======== EXTRACTED INFORMATION ========
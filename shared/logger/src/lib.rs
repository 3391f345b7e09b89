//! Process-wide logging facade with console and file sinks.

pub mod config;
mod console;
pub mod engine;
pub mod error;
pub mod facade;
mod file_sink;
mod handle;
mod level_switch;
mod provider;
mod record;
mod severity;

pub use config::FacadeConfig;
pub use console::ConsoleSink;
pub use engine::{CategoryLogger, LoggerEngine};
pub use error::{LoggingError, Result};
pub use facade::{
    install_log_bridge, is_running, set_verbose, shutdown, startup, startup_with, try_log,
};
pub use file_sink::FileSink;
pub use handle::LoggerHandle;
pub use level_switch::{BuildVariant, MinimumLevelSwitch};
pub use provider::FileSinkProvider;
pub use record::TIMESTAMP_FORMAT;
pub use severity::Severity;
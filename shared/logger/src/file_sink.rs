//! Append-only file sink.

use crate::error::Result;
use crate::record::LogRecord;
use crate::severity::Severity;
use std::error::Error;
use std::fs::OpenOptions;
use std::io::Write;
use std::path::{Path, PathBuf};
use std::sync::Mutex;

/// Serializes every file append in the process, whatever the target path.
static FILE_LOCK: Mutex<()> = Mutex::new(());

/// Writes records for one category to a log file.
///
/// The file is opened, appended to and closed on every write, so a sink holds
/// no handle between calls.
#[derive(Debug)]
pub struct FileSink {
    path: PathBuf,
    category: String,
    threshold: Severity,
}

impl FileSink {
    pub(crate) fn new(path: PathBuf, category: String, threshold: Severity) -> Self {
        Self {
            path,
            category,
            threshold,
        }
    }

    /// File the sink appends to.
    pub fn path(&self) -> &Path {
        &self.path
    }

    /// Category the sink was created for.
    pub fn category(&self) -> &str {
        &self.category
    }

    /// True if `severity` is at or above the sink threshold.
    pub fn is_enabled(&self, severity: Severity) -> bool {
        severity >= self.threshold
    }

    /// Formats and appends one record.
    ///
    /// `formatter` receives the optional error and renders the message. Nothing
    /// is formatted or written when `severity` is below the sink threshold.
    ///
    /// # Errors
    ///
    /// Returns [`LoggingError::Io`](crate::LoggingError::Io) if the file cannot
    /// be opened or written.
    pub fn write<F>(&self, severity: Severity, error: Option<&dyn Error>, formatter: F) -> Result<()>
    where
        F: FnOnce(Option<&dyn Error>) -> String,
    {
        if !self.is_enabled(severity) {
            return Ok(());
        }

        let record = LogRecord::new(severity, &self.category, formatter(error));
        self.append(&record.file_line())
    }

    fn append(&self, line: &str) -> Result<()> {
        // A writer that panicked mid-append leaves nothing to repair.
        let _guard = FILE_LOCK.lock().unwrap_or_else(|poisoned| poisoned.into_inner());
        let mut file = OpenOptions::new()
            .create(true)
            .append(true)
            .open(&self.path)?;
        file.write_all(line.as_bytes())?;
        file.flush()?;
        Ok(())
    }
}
========
======== EXTRACTED INFORMATION ========
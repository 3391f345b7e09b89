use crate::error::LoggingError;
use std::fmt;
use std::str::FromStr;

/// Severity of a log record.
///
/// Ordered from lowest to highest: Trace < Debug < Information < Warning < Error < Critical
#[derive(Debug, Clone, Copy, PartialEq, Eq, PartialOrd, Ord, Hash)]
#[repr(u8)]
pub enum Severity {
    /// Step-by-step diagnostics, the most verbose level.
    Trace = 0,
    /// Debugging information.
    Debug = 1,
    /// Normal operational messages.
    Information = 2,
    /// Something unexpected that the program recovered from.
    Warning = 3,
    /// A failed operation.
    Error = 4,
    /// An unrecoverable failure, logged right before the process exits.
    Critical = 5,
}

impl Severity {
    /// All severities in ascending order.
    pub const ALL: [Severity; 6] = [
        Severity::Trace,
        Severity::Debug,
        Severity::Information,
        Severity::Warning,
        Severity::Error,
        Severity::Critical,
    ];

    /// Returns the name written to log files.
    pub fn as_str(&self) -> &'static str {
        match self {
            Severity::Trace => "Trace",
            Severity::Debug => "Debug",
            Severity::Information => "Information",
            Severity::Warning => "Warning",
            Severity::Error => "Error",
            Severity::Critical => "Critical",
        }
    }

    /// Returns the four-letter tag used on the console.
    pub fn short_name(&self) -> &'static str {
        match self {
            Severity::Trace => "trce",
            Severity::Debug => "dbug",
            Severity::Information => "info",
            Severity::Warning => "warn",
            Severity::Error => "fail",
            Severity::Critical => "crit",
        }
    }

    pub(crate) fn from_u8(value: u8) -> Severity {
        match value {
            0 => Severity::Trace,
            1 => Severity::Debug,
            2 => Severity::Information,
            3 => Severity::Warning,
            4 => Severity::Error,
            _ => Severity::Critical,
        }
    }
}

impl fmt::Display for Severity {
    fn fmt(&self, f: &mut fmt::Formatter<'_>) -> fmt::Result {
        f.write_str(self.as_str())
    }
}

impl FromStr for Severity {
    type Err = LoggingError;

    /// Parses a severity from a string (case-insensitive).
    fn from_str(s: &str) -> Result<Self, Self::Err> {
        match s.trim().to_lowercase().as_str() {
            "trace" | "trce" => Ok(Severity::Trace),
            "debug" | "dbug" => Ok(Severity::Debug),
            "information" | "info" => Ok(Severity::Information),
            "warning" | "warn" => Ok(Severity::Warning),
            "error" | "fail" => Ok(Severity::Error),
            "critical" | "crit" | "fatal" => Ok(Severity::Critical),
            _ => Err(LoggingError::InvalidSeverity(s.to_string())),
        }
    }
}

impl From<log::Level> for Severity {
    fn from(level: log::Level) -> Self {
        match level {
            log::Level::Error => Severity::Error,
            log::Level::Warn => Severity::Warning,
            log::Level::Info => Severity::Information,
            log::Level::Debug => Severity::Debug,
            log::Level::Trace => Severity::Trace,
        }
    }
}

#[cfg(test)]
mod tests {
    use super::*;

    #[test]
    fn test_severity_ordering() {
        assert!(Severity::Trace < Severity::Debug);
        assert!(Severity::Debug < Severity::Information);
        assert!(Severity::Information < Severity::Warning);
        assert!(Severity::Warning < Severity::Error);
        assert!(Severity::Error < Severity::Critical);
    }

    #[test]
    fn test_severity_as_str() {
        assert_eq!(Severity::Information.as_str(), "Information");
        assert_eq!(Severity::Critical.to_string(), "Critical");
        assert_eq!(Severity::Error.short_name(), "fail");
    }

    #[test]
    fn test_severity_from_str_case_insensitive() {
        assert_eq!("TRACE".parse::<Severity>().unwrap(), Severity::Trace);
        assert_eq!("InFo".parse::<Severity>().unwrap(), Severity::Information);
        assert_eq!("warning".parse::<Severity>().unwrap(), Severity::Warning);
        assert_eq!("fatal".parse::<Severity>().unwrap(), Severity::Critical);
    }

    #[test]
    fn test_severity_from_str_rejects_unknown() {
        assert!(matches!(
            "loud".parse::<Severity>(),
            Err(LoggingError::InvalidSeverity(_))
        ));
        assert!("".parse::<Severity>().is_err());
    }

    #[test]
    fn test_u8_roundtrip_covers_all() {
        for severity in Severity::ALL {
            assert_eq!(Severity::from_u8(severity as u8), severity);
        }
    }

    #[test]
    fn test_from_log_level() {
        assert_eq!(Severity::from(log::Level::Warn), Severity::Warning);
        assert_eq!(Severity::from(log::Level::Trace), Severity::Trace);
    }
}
========
▶ [PROBLEM]
What this exercise asks for is every line of the data above with the word "config".

▶ [WRITTEN SOLUTION]
pub mod config;
pub use config::FacadeConfig;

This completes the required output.